The PIP can also be used to assess certain behavioral elements of an employee. The document then specifies how certain behaviors must be adjusted. Regardless of the purpose for which the document is drawn up, the PIP contains clear steps that the employee must go through in order to achieve the desired improvement.

Usually a deadline of 30, 60 or 90 days is used to achieve the specified goals in their performance planning. This deadline is included in the PIP document. The consequences are also described if the employee’s performance continues to be inadequate.

Personnel management for underperformance

At some point, every manager will have to deal with an employee who is underperforming. The extent to which this is the case determines whether action is needed. Whether an employee does not meet job requirements, or exhibits certain negative behaviors, how this should be addressed is extremely important.

Sometimes firing employees seems like the most obvious option. In many cases, however, it is also possible to tackle the problems yourself. The process of identifying shortcomings, outlining expectations and consequences helps save time and costs. After all, rehiring and training employees takes a lot of time and resources.

Such performance management also creates a culture of accountability, both for employees and management.

Not every employee finds it easy to receive criticism. That doesn’t mean they aren’t open to it. Employees generally want to develop themselves (Theory X and Y), but more than half of the employees indicate that they will not necessarily work harder when receiving a negative assessment.

That’s because many employees are convinced that their evaluation is inaccurate. That causes them to reject findings as a whole.
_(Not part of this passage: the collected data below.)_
//! binsniff: identify third-party components embedded in binaries
//!
//! Matches extracted strings and symbols against a signature corpus and
//! reports confidence-scored component identifications.

#![allow(clippy::needless_pass_by_value)]

use anyhow::{Context, Result};
use binsniff::{
    cli::{self, AnalyzeOptions, CurateOptions, ImportOptions},
    config::{AppConfig, CorpusFormat, OutputFormat},
    pipeline::exit_codes,
};
use clap::{CommandFactory, Parser, Subcommand};
use clap_complete::{generate, Shell};
use std::io::{self, IsTerminal};
use std::path::{Path, PathBuf};
use tracing_subscriber::{layer::SubscriberExt, util::SubscriberInitExt};

#[derive(Parser)]
#[command(name = "binsniff")]
#[command(version)]
#[command(about = "Identify open-source components inside binaries and source trees", long_about = None)]
#[command(after_help = "EXIT CODES:
    0  Success (no components found, or no --fail-on-match)
    1  Components found with --fail-on-match
    3  Error occurred

EXAMPLES:
    # Analyze a firmware image against a SQLite corpus
    binsniff analyze firmware.bin --corpus signatures.db

    # Walk a directory on 8 workers and emit JSON
    binsniff analyze ./rootfs --corpus signatures.db --workers 8 -o json > report.json

    # Build a corpus from signature documents
    binsniff import signatures/ --database signatures.db

    # Preview genericity curation without touching files
    binsniff curate signatures/ --dry-run")]
struct Cli {
    /// Enable verbose output
    #[arg(short, long, global = true)]
    verbose: bool,

    /// Suppress non-essential output
    #[arg(short, long, global = true)]
    quiet: bool,

    /// Disable colored output (also respects `NO_COLOR` env)
    #[arg(long, global = true)]
    no_color: bool,

    /// Path to configuration file
    #[arg(long, global = true)]
    config: Option<PathBuf>,

    #[command(subcommand)]
    command: Commands,
}

// ============================================================================
// Command argument structs
// ============================================================================

/// Corpus selection shared by `analyze` and `check`
#[derive(Parser)]
struct CorpusArgs {
    /// SQLite database or directory of signature documents
    #[arg(short, long)]
    corpus: Option<PathBuf>,

    /// How to read the corpus (auto, sqlite, json)
    #[arg(long)]
    corpus_format: Option<CorpusFormat>,

    /// Configuration preset (balanced, strict, permissive, deep)
    #[arg(long)]
    preset: Option<String>,
}

/// Arguments for the `analyze` subcommand
#[derive(Parser)]
struct AnalyzeArgs {
    /// Files or directories to analyze
    #[arg(required = true)]
    inputs: Vec<PathBuf>,

    #[command(flatten)]
    corpus: CorpusArgs,

    /// Minimum confidence for a reported match (0.0-1.0)
    #[arg(short, long)]
    threshold: Option<f64>,

    /// Add fuzzy similarity matching for every file
    #[arg(long)]
    deep: bool,

    /// Analyze files one at a time
    #[arg(long)]
    sequential: bool,

    /// Worker threads for parallel analysis
    #[arg(short, long)]
    workers: Option<usize>,

    /// Do not descend into subdirectories
    #[arg(long)]
    no_recursive: bool,

    /// Only analyze files matching these globs (repeatable)
    #[arg(short, long = "pattern")]
    patterns: Vec<String>,

    /// Output format (summary, json)
    #[arg(short, long)]
    output: Option<OutputFormat>,

    /// Output file path (stdout if not specified)
    #[arg(short = 'O', long)]
    output_file: Option<PathBuf>,

    /// List matched patterns under each component
    #[arg(long)]
    show_evidence: bool,

    /// Exit with code 1 if any component is identified
    #[arg(long)]
    fail_on_match: bool,
}

/// Arguments for the `check` subcommand
#[derive(Parser)]
struct CheckArgs {
    #[command(flatten)]
    corpus: CorpusArgs,

    /// Output format (summary, json)
    #[arg(short, long)]
    output: Option<OutputFormat>,
}

/// Arguments for the `curate` subcommand
#[derive(Parser)]
struct CurateArgs {
    /// Signature documents or directories of documents
    #[arg(required = true)]
    inputs: Vec<PathBuf>,

    /// Report what would be removed without writing
    #[arg(long)]
    dry_run: bool,

    /// Write curated documents here instead of in place
    #[arg(long)]
    output_dir: Option<PathBuf>,

    /// Print the full report as JSON
    #[arg(long)]
    json: bool,
}

/// Arguments for the `import` subcommand
#[derive(Parser)]
struct ImportArgs {
    /// Signature documents or directories of documents
    #[arg(required = true)]
    inputs: Vec<PathBuf>,

    /// SQLite database to create or extend
    #[arg(short, long)]
    database: PathBuf,

    /// Import generic patterns too
    #[arg(long)]
    keep_generic: bool,

    /// Do not store MinHash sketches
    #[arg(long)]
    no_sketches: bool,
}

#[derive(Subcommand)]
enum Commands {
    /// Identify components in files and directories
    Analyze(AnalyzeArgs),

    /// Load the corpus and report its health
    Check(CheckArgs),

    /// Remove generic patterns from signature documents
    Curate(CurateArgs),

    /// Import signature documents into a SQLite corpus
    Import(ImportArgs),

    /// Configuration file management
    Config {
        #[command(subcommand)]
        action: ConfigAction,
    },

    /// Generate shell completions
    Completions {
        /// Shell to generate completions for
        #[arg(value_enum)]
        shell: Shell,
    },
}

#[derive(Subcommand)]
enum ConfigAction {
    /// Print current effective configuration (merged from defaults + file)
    Show,
    /// Print config file search paths and discovered config file
    Path,
    /// Generate an example .binsniff.yaml in the current directory
    Init,
    /// Generate JSON Schema for the config file format
    Schema {
        /// Write schema to file instead of stdout
        #[arg(short, long)]
        output: Option<PathBuf>,
    },
}

fn main() {
    let cli = Cli::parse();

    // Initialize logging
    let log_level = if cli.verbose {
        "debug"
    } else if cli.quiet {
        "warn"
    } else {
        "info"
    };
    tracing_subscriber::registry()
        .with(tracing_subscriber::EnvFilter::new(
            std::env::var("RUST_LOG").unwrap_or_else(|_| log_level.to_string()),
        ))
        .with(
            tracing_subscriber::fmt::layer()
                .with_target(false)
                .with_writer(io::stderr),
        )
        .init();

    match run(cli) {
        Ok(exit_codes::SUCCESS) => {}
        Ok(code) => std::process::exit(code),
        Err(err) => {
            eprintln!("Error: {err:#}");
            std::process::exit(exit_codes::ERROR);
        }
    }
}

fn run(cli: Cli) -> Result<i32> {
    let colored =
        !cli.no_color && std::env::var_os("NO_COLOR").is_none() && io::stdout().is_terminal();

    match cli.command {
        Commands::Analyze(args) => {
            let mut config = session_config(cli.config.as_deref(), &args.corpus)?;
            if let Some(threshold) = args.threshold {
                config.matching.threshold = threshold;
            }
            if args.deep {
                config.fuzzy.deep = true;
            }
            if args.sequential {
                config.batch.parallel = false;
            }
            if args.workers.is_some() {
                config.batch.max_workers = args.workers;
            }
            if args.no_recursive {
                config.batch.recursive = false;
            }
            if !args.patterns.is_empty() {
                config.batch.patterns = args.patterns;
            }
            if let Some(format) = args.output {
                config.output.format = format;
            }
            if args.output_file.is_some() {
                config.output.file = args.output_file;
            }
            if args.show_evidence {
                config.output.show_evidence = true;
            }

            cli::run_analyze(
                &config,
                &AnalyzeOptions {
                    inputs: args.inputs,
                    fail_on_match: args.fail_on_match,
                    colored,
                },
            )
        }

        Commands::Check(args) => {
            let mut config = session_config(cli.config.as_deref(), &args.corpus)?;
            if let Some(format) = args.output {
                config.output.format = format;
            }
            cli::run_check(&config)
        }

        Commands::Curate(args) => {
            let config = cli::resolve_config(cli.config.as_deref(), None)?;
            cli::run_curate(
                &config,
                &CurateOptions {
                    inputs: args.inputs,
                    dry_run: args.dry_run,
                    output_dir: args.output_dir,
                    json: args.json,
                },
            )
        }

        Commands::Import(args) => {
            let config = cli::resolve_config(cli.config.as_deref(), None)?;
            cli::run_import(
                &config,
                &ImportOptions {
                    inputs: args.inputs,
                    database: args.database,
                    keep_generic: args.keep_generic,
                    no_sketches: args.no_sketches,
                },
            )
        }

        Commands::Completions { shell } => {
            generate(shell, &mut Cli::command(), "binsniff", &mut io::stdout());
            Ok(exit_codes::SUCCESS)
        }

        Commands::Config { action } => run_config_action(cli.config.as_deref(), action),
    }
}

/// Preset, config file, then corpus flags.
fn session_config(config_path: Option<&Path>, args: &CorpusArgs) -> Result<AppConfig> {
    let mut config = cli::resolve_config(config_path, args.preset.as_deref())?;
    if args.corpus.is_some() {
        config.corpus.path.clone_from(&args.corpus);
    }
    if let Some(format) = args.corpus_format {
        config.corpus.format = format;
    }
    Ok(config)
}

fn run_config_action(config_path: Option<&Path>, action: ConfigAction) -> Result<i32> {
    match action {
        ConfigAction::Show => {
            let (config, loaded_from) = binsniff::config::load_or_default(config_path);
            if let Some(path) = &loaded_from {
                eprintln!("# Loaded from: {}", path.display());
            } else {
                eprintln!("# No config file found; showing defaults");
            }
            let yaml = serde_yaml_ng::to_string(&config).context("failed to serialize config")?;
            print!("{yaml}");
        }
        ConfigAction::Path => {
            let search_paths: [Option<String>; 3] = [
                std::env::current_dir()
                    .ok()
                    .map(|p| p.display().to_string()),
                dirs::config_dir().map(|p| p.join("binsniff").display().to_string()),
                dirs::home_dir().map(|p| p.display().to_string()),
            ];
            eprintln!("Config file search paths (in order):");
            for path in search_paths.into_iter().flatten() {
                eprintln!("  {path}");
            }
            eprintln!();
            eprintln!("Recognized file names:");
            for name in &[".binsniff.yaml", ".binsniff.yml", "binsniff.yaml", "binsniff.yml"] {
                eprintln!("  {name}");
            }
            eprintln!();
            match binsniff::config::discover_config_file(config_path) {
                Some(path) => eprintln!("Active config file: {}", path.display()),
                None => eprintln!("No config file found."),
            }
        }
        ConfigAction::Init => {
            let target = std::env::current_dir()
                .context("cannot determine current directory")?
                .join(".binsniff.yaml");
            if target.exists() {
                anyhow::bail!(
                    "{} already exists. Remove it first to re-initialize.",
                    target.display()
                );
            }
            let content = binsniff::config::generate_example_config();
            std::fs::write(&target, content)
                .with_context(|| format!("failed to write {}", target.display()))?;
            eprintln!("Created {}", target.display());
        }
        ConfigAction::Schema { output } => {
            let schema = binsniff::config::generate_json_schema();
            match output {
                Some(path) => {
                    std::fs::write(&path, &schema)?;
                    eprintln!("Schema written to {}", path.display());
                }
                None => println!("{schema}"),
            }
        }
    }
    Ok(exit_codes::SUCCESS)
}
Using a PIP can help with this. In consultation with management and HR, a personalized approach can be made that is clearly and concisely set out.

Why is my manager talking about a PIP?

Many people think that the end of their employment with a company is near when the manager talks about a Performance Improvement Plan (PIP). The opposite is often true. When a company finds your performance so under-performing that you should be fired, management doesn’t take the time to improve your performance.
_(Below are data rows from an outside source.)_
//! Directory of signature documents as a store.

use super::{parse_document, LoadedCorpus, SignatureStore};
use crate::error::{CorpusErrorKind, Result, SnifferError};
use crate::model::ComponentId;
use std::path::{Path, PathBuf};

/// File names in a signature directory that are not component documents.
const RESERVED_FILE_NAMES: &[&str] = &["manifest.json", "template.json"];

/// Reads every `*.json` document in one directory.
///
/// Files are visited in name order so component and signature ids are stable
/// between runs. An unreadable or unparsable file is skipped and counted.
#[derive(Debug, Clone)]
pub struct JsonSignatureStore {
    dir: PathBuf,
}

impl JsonSignatureStore {
    pub fn new(dir: impl Into<PathBuf>) -> Self {
        Self { dir: dir.into() }
    }

    pub fn dir(&self) -> &Path {
        &self.dir
    }

    /// Component document paths, sorted.
    pub fn document_paths(&self) -> Result<Vec<PathBuf>> {
        let entries = std::fs::read_dir(&self.dir).map_err(|e| SnifferError::io(&self.dir, e))?;
        let mut paths: Vec<PathBuf> = entries
            .filter_map(std::result::Result::ok)
            .map(|entry| entry.path())
            .filter(|path| path.is_file() && is_component_document(path))
            .collect();
        paths.sort();
        Ok(paths)
    }
}

fn is_component_document(path: &Path) -> bool {
    let is_json = path
        .extension()
        .is_some_and(|ext| ext.eq_ignore_ascii_case("json"));
    let reserved = path
        .file_name()
        .and_then(|n| n.to_str())
        .is_some_and(|n| RESERVED_FILE_NAMES.contains(&n));
    is_json && !reserved
}

impl SignatureStore for JsonSignatureStore {
    fn describe(&self) -> String {
        format!("signature directory {}", self.dir.display())
    }

    fn load_all(&self) -> Result<LoadedCorpus> {
        if !self.dir.is_dir() {
            return Err(SnifferError::corpus(
                self.describe(),
                CorpusErrorKind::NotFound(self.dir.display().to_string()),
            ));
        }

        let mut components = Vec::new();
        let mut records = Vec::new();
        let mut skipped_documents = 0;
        let mut next_signature = 1_i64;

        for path in self.document_paths()? {
            let parsed = std::fs::read_to_string(&path)
                .map_err(|e| e.to_string())
                .and_then(|text| parse_document(&text).map_err(|e| e.to_string()));
            let doc = match parsed {
                Ok(doc) => doc,
                Err(err) => {
                    tracing::warn!("Skipping signature document {}: {err}", path.display());
                    skipped_documents += 1;
                    continue;
                }
            };
            let component_id = ComponentId(components.len() as i64 + 1);
            let (component, doc_records) = doc.to_records(component_id, &mut next_signature);
            tracing::debug!(
                "Loaded {} ({} entries) from {}",
                component.name,
                doc_records.len(),
                path.display()
            );
            components.push(component);
            records.extend(doc_records);
        }

        let mut corpus = LoadedCorpus::assemble(components, records);
        corpus.report.skipped_documents = skipped_documents;
        Ok(corpus)
    }
}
Just keep in mind that if you don’t live up to expectations, there will be consequences. The consequences of this should be included in the document. Employee expectations must be realistic.

How do I make my Performance Improvement Plan (PIP) a success?
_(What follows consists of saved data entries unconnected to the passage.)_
//! SQLite-backed signature store.
//!
//! Patterns are stored zstd-compressed in `signatures.signature_compressed`
//! and keyed by the SHA-256 of the uncompressed pattern. Analysis sessions
//! open the database read-only; only [`SqliteSignatureStore::create`] opens
//! it for writing (used by `import`).

use super::{LoadedCorpus, SignatureDocument, SignatureStore};
use crate::error::{CorpusErrorKind, RecordDecodeError, Result, SnifferError};
use crate::generic::GenericityFilter;
use crate::matching::MinHasher;
use crate::model::{
    Component, ComponentId, Signature, SignatureId, SignatureType, DEFAULT_ECOSYSTEM,
};
use crate::utils::pattern_digest;
use rusqlite::{params, Connection, OpenFlags, OptionalExtension};
use serde::Serialize;
use serde_json::{Map, Value};
use std::collections::HashSet;
use std::path::{Path, PathBuf};
use std::sync::Mutex;

/// zstd level used for stored patterns.
const COMPRESSION_LEVEL: i32 = 3;

const SCHEMA: &str = r"
CREATE TABLE IF NOT EXISTS components (
    id INTEGER PRIMARY KEY AUTOINCREMENT,
    name TEXT NOT NULL,
    version TEXT NOT NULL DEFAULT '',
    publisher TEXT,
    license TEXT,
    ecosystem TEXT NOT NULL DEFAULT 'native',
    category TEXT,
    description TEXT,
    metadata TEXT,
    tlsh_hash TEXT,
    created_at TEXT NOT NULL DEFAULT CURRENT_TIMESTAMP,
    UNIQUE(name, version)
);
CREATE TABLE IF NOT EXISTS signatures (
    id INTEGER PRIMARY KEY AUTOINCREMENT,
    component_id INTEGER NOT NULL REFERENCES components(id) ON DELETE CASCADE,
    signature_hash TEXT NOT NULL,
    signature_compressed BLOB NOT NULL,
    sig_type INTEGER NOT NULL DEFAULT 1,
    confidence REAL NOT NULL DEFAULT 0.5,
    minhash BLOB,
    created_at TEXT NOT NULL DEFAULT CURRENT_TIMESTAMP,
    UNIQUE(component_id, signature_hash)
);
CREATE INDEX IF NOT EXISTS idx_signatures_component ON signatures(component_id);
CREATE INDEX IF NOT EXISTS idx_signatures_hash ON signatures(signature_hash);
";

/// Outcome of importing one signature document.
#[derive(Debug, Clone, Default, PartialEq, Eq, Serialize)]
pub struct ImportSummary {
    pub component: String,
    pub component_id: i64,
    /// New signatures written
    pub inserted: usize,
    /// Signatures already present for this component
    pub duplicates: usize,
    /// Entries that failed to decode
    pub rejected: usize,
    /// Entries dropped as generic
    pub filtered: usize,
}

/// Raw signature row before decoding.
struct SignatureRow {
    id: i64,
    component_id: i64,
    compressed: Option<Vec<u8>>,
    sig_type: Option<i64>,
    confidence: Option<f64>,
    minhash: Option<Vec<u8>>,
}

/// Signature store over a SQLite database.
pub struct SqliteSignatureStore {
    path: PathBuf,
    conn: Mutex<Connection>,
}

impl std::fmt::Debug for SqliteSignatureStore {
    fn fmt(&self, f: &mut std::fmt::Formatter<'_>) -> std::fmt::Result {
        f.debug_struct("SqliteSignatureStore")
            .field("path", &self.path)
            .finish_non_exhaustive()
    }
}

impl SqliteSignatureStore {
    /// Open an existing database for reading.
    pub fn open_read_only(path: impl AsRef<Path>) -> Result<Self> {
        let path = path.as_ref();
        if !path.is_file() {
            return Err(SnifferError::corpus(
                format!("opening {}", path.display()),
                CorpusErrorKind::NotFound(path.display().to_string()),
            ));
        }
        let conn = Connection::open_with_flags(
            path,
            OpenFlags::SQLITE_OPEN_READ_ONLY | OpenFlags::SQLITE_OPEN_NO_MUTEX,
        )
        .map_err(|e| {
            SnifferError::corpus(
                format!("opening {}", path.display()),
                CorpusErrorKind::Database(e.to_string()),
            )
        })?;
        Ok(Self {
            path: path.to_path_buf(),
            conn: Mutex::new(conn),
        })
    }

    /// Open (creating if needed) a database for writing and ensure the schema.
    pub fn create(path: impl AsRef<Path>) -> Result<Self> {
        let path = path.as_ref();
        let conn = Connection::open(path)?;
        conn.execute_batch(SCHEMA)?;
        Ok(Self {
            path: path.to_path_buf(),
            conn: Mutex::new(conn),
        })
    }

    pub fn path(&self) -> &Path {
        &self.path
    }

    fn lock(&self) -> Result<std::sync::MutexGuard<'_, Connection>> {
        self.conn.lock().map_err(|_| {
            SnifferError::corpus(
                self.describe(),
                CorpusErrorKind::Database("connection lock poisoned".to_string()),
            )
        })
    }

    /// Write one document's component and signatures.
    ///
    /// Generic patterns are dropped when a filter is given, so the stored
    /// corpus agrees with what live matching would accept. When a hasher is
    /// given, each signature also gets a MinHash sketch.
    pub fn import_document(
        &self,
        doc: &SignatureDocument,
        filter: Option<&GenericityFilter>,
        hasher: Option<&MinHasher>,
    ) -> Result<ImportSummary> {
        let mut conn = self.lock()?;
        let tx = conn.transaction()?;
        let component = doc.to_component(ComponentId(0));
        let version = component.version.clone().unwrap_or_default();
        let metadata = if component.metadata.is_empty() {
            None
        } else {
            serde_json::to_string(&component.metadata).ok()
        };

        tx.execute(
            "INSERT OR IGNORE INTO components
                (name, version, publisher, license, ecosystem, category, description, metadata, tlsh_hash)
             VALUES (?1, ?2, ?3, ?4, ?5, ?6, ?7, ?8, ?9)",
            params![
                component.name,
                version,
                component.publisher,
                component.license,
                component.ecosystem,
                component.category,
                component.description,
                metadata,
                component.whole_file_hash,
            ],
        )?;
        let component_id: i64 = tx.query_row(
            "SELECT id FROM components WHERE name = ?1 AND version = ?2",
            params![component.name, version],
            |row| row.get(0),
        )?;

        let mut summary = ImportSummary {
            component: component.name.clone(),
            component_id,
            ..ImportSummary::default()
        };

        {
            let mut insert = tx.prepare(
                "INSERT OR IGNORE INTO signatures
                    (component_id, signature_hash, signature_compressed, sig_type, confidence, minhash)
                 VALUES (?1, ?2, ?3, ?4, ?5, ?6)",
            )?;
            for entry in doc.decode_entries() {
                let entry = match entry {
                    Ok(entry) => entry,
                    Err(err) => {
                        tracing::debug!("{}: rejecting entry: {err}", summary.component);
                        summary.rejected += 1;
                        continue;
                    }
                };
                if filter.is_some_and(|f| f.is_generic(&entry.pattern)) {
                    summary.filtered += 1;
                    continue;
                }
                let compressed = zstd::encode_all(entry.pattern.as_bytes(), COMPRESSION_LEVEL)
                    .map_err(|e| SnifferError::io(&self.path, e))?;
                let sketch = hasher.map(|h| h.sketch_text(&entry.pattern).to_bytes());
                let sig_type = SignatureType::from_label(&entry.sig_type);
                let changed = insert.execute(params![
                    component_id,
                    pattern_digest(&entry.pattern),
                    compressed,
                    sig_type.code(),
                    crate::model::clamp_confidence(entry.confidence),
                    sketch,
                ])?;
                if changed == 0 {
                    summary.duplicates += 1;
                } else {
                    summary.inserted += 1;
                }
            }
        }

        tx.commit()?;
        Ok(summary)
    }

    /// Number of stored signatures.
    pub fn signature_count(&self) -> Result<usize> {
        let conn = self.lock()?;
        let count: i64 = conn.query_row("SELECT COUNT(*) FROM signatures", [], |row| row.get(0))?;
        Ok(usize::try_from(count).unwrap_or_default())
    }

    /// Look up a component id by name and version.
    pub fn find_component(&self, name: &str, version: Option<&str>) -> Result<Option<i64>> {
        let conn = self.lock()?;
        let id = conn
            .query_row(
                "SELECT id FROM components WHERE name = ?1 AND version = ?2",
                params![name, version.unwrap_or_default()],
                |row| row.get(0),
            )
            .optional()?;
        Ok(id)
    }
}

/// Column names of a table.
fn column_names(conn: &Connection, table: &str) -> Result<HashSet<String>> {
    let mut stmt = conn.prepare(&format!("PRAGMA table_info({table})"))?;
    let names = stmt
        .query_map([], |row| row.get::<_, String>(1))?
        .collect::<std::result::Result<HashSet<_>, _>>()?;
    Ok(names)
}

/// `column` when present, otherwise `NULL AS column`.
fn optional_column(columns: &HashSet<String>, column: &str) -> String {
    if columns.contains(column) {
        column.to_string()
    } else {
        format!("NULL AS {column}")
    }
}

fn require_columns(columns: &HashSet<String>, table: &str, required: &[&str]) -> Result<()> {
    let missing: Vec<&str> = required
        .iter()
        .copied()
        .filter(|c| !columns.contains(*c))
        .collect();
    if missing.is_empty() {
        Ok(())
    } else {
        Err(SnifferError::corpus(
            format!("table {table}"),
            CorpusErrorKind::Schema(format!("missing columns: {}", missing.join(", "))),
        ))
    }
}

fn load_components(conn: &Connection) -> Result<Vec<Component>> {
    let columns = column_names(conn, "components")?;
    require_columns(&columns, "components", &["id", "name"])?;
    let optional: Vec<String> = [
        "version",
        "ecosystem",
        "license",
        "publisher",
        "category",
        "description",
        "metadata",
        "tlsh_hash",
    ]
    .iter()
    .map(|c| optional_column(&columns, c))
    .collect();
    let sql = format!("SELECT id, name, {} FROM components", optional.join(", "));

    let mut stmt = conn.prepare(&sql)?;
    let rows = stmt.query_map([], |row| {
        let id: i64 = row.get(0)?;
        let name: String = row.get(1)?;
        let mut component = Component::new(id, name);
        component.version = row.get::<_, Option<String>>(2)?.filter(|v| !v.is_empty());
        let ecosystem: Option<String> = row.get(3)?;
        component.license = row.get(4)?;
        component.publisher = row.get(5)?;
        component.category = row.get(6)?;
        component.description = row.get(7)?;
        let metadata: Option<String> = row.get(8)?;
        component.whole_file_hash = row.get(9)?;
        component.metadata = metadata
            .and_then(|m| serde_json::from_str::<Map<String, Value>>(&m).ok())
            .unwrap_or_default();
        component.ecosystem = ecosystem
            .filter(|e| !e.is_empty())
            .or_else(|| {
                component
                    .metadata
                    .get("ecosystem")
                    .and_then(Value::as_str)
                    .map(str::to_string)
            })
            .unwrap_or_else(|| DEFAULT_ECOSYSTEM.to_string());
        Ok(component)
    })?;

    let mut components = Vec::new();
    for row in rows {
        match row {
            Ok(component) => components.push(component),
            Err(err) => tracing::warn!("Skipping unreadable component row: {err}"),
        }
    }
    Ok(components)
}

fn load_signature_rows(
    conn: &Connection,
) -> Result<Vec<(String, std::result::Result<SignatureRow, RecordDecodeError>)>> {
    let columns = column_names(conn, "signatures")?;
    require_columns(
        &columns,
        "signatures",
        &["id", "component_id", "signature_compressed"],
    )?;
    let sql = format!(
        "SELECT id, component_id, signature_compressed, {}, {}, {} FROM signatures ORDER BY id",
        optional_column(&columns, "sig_type"),
        optional_column(&columns, "confidence"),
        optional_column(&columns, "minhash"),
    );

    let mut stmt = conn.prepare(&sql)?;
    let rows = stmt.query_map([], |row| {
        let id: i64 = row.get(0)?;
        let raw = (|| {
            Ok::<_, rusqlite::Error>(SignatureRow {
                id,
                component_id: row.get(1)?,
                compressed: row.get(2)?,
                sig_type: row.get(3)?,
                confidence: row.get(4)?,
                minhash: row.get(5)?,
            })
        })()
        .map_err(|e| RecordDecodeError::MalformedEntry(e.to_string()));
        Ok((format!("signature {id}"), raw))
    })?;

    let mut out = Vec::new();
    for row in rows {
        out.push(row?);
    }
    Ok(out)
}

/// Decode one stored signature row.
fn decode_row(row: SignatureRow) -> std::result::Result<Signature, RecordDecodeError> {
    let compressed = row.compressed.ok_or(RecordDecodeError::EmptyPattern)?;
    let bytes = zstd::decode_all(compressed.as_slice())
        .map_err(|e| RecordDecodeError::Decompress(e.to_string()))?;
    let pattern = String::from_utf8(bytes).map_err(|_| RecordDecodeError::InvalidUtf8)?;
    if pattern.trim().is_empty() {
        return Err(RecordDecodeError::EmptyPattern);
    }

    let sig_type = match row.sig_type {
        None => SignatureType::String,
        Some(code) => SignatureType::from_code(code)
            .ok_or_else(|| RecordDecodeError::UnknownSignatureType(code.to_string()))?,
    };

    let confidence = row
        .confidence
        .unwrap_or(super::DEFAULT_SIGNATURE_CONFIDENCE);
    if !confidence.is_finite() {
        return Err(RecordDecodeError::InvalidConfidence(confidence));
    }

    let mut signature = Signature::new(
        SignatureId(row.id),
        ComponentId(row.component_id),
        pattern,
        sig_type,
        confidence,
    );
    if let Some(bytes) = row.minhash {
        match crate::matching::MinHashSketch::from_bytes(&bytes) {
            Some(sketch) => signature.fuzzy_sketch = Some(sketch.into_values()),
            None => tracing::debug!("signature {}: ignoring malformed sketch", row.id),
        }
    }
    Ok(signature)
}

impl SignatureStore for SqliteSignatureStore {
    fn describe(&self) -> String {
        format!("SQLite corpus {}", self.path.display())
    }

    fn load_all(&self) -> Result<LoadedCorpus> {
        let conn = self.lock()?;
        let components = load_components(&conn)?;
        let rows = load_signature_rows(&conn)?;
        let records = rows
            .into_iter()
            .map(|(label, row)| (label, row.and_then(decode_row)));
        Ok(LoadedCorpus::assemble(components, records))
    }
}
As described above, a Performance Improvement Plan (PIP) is a sincere way to develop employees. Communication with management and HR is crucial in this regard. Without clear communication, it is impossible to know what management expects from an employee. Do you find this difficult to estimate? Discuss this!

As indicated earlier, the duration of a PIP is predetermined. Discuss the progress in between with some regularity. This ensures that you are not suddenly faced with surprises at the end of the term.

How do I use a Performance Improvement Plan (PIP) as a manager?

Step 1: assess whether a PIP is needed

A PIP should primarily be used to help an employee improve, not as a way for a frustrated manager to initiate a layoff. If a PIP is used for that purpose, the PIP means nothing more than a part in the layoff documentation that should already exist.

HR assesses whether a PIP is the right way to help an employee move forward. A PIP may also not be the solution in some cases.

In making this assessment, HR takes into account the following:

  • Is there actually a problem with the performance or behavior of an employee? Can this problem be substantiated?
  • Is the PIP used to help the employee succeed? Or is it an action by an insecure manager?
  • Is it likely that the problems can be solved in this way?
  • Does the employee receive sufficient training and guidance to successfully complete the PIP?

Step 2: develop a concept PIP

Once the need for a PIP has been established in the previous step, it is time to draw up a concept. This concept is usually drawn up by the line manager of the employee concerned. The concept should in any case contain:

  • Job description and relevant employer policy;
  • Information about what are acceptable levels of performance for the employee;
  • Information about the employee’s current performance and how it falls short;
  • Clear and measurable objectives according to the SMART Goals principle;
  • Description of what guidance will be given by management;
  • Details about the frequency at which employee and management meet for a progress meeting;
  • Clear consequences for not achieving the objectives. Examples of this are: degradation, transfer or termination of employment.

Step 3: review PIP

HR should see and approve the concept. One of the goals of this review is to dispel the bias against the employee. They assess, among other things, whether the problem is clearly defined and whether the performance gap is well substantiated. They also ask themselves the following questions:

  • Are the expectations reasonable for the employee?
  • Is the employee prescribed a realistic goal?
  • Does the employee have the right tools at their disposal to successfully complete the PIP?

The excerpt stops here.